Mycotretus sobrinus is a Brazilian beetle species in the pleasing fungus beetle family (Erotylidae). Among its family, this species is placed in subfamily Tritominae, or - in taxonomic arrangements that prefer a more comprehensive subfamily Erotylinae - in tribe Tritomini of the Erotylinae.

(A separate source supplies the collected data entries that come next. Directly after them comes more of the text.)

//! SQLite persistence for normalized records

pub mod aggregates;
pub mod init;
pub mod metrics;
pub mod models;
pub mod storage;

pub use aggregates::MetricsFilter;
pub use init::{create_schema, open_pool, AD_PERFORMANCE_TABLE};
pub use metrics::{calc_ctr, calc_rate, DerivedRatios};
pub use models::*;
pub use storage::StorageManager;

This species, 7.5-10 mm long and 4-6 mm wide as adult, was placed in genus Erotylus by Félix Guérin-Méneville when he first described it. Its type locality was not specified more precisely then "Brésil". The lectotype, designated in 2023, was acquired and evaluated by George Crotch, and is now in the UMZC collection. The paralectotype, also at UMCZ, is the supposed type specimen of a "Mycotretus simplex", also assigned to Guérin-Méneville by Crotch, but no such species seems ever to have been validly described. Its location is also not more precisely known than the early-mid 18th century Empire of Brazil. The same holds true for the lectotype - also at the UMCZ and designated in 2023 - of M.silaceus, described by Jean Lacordaire in 1842. This was recognized as indistinguishable from M.sobrinus and merged into it by Henry Gorham in 1888; before that, George Crotch seems to have acquired it from the collection of Louis Chevrolat.

The Naturalis collection had 5 specimens from Brazil at the 1941-42 revision, one of which was acquired in 1890 from Hardy-Dréneuf who got it from Porto Real near Rio de Janeiro; the other four have no detailed location data. Yet another UMCZ specimen was collected or acquired in "S Paul" (São Paulo city or province), These records suggest this beetle occurs in the general Atlantic Forest region, as do some more recent specimens with better data: One male, MNRJ specimen 1678, was collected in October 1966 on the famous Corcovado mountain of Rio de Janeiro. Its genitals were extracted for study, but the specimen may have been lost in 2018. A female collected on December 13, 2014, in Piau municipality of Minas Gerais state is now in the LSBC collection in Viçosa, Minas Gerais.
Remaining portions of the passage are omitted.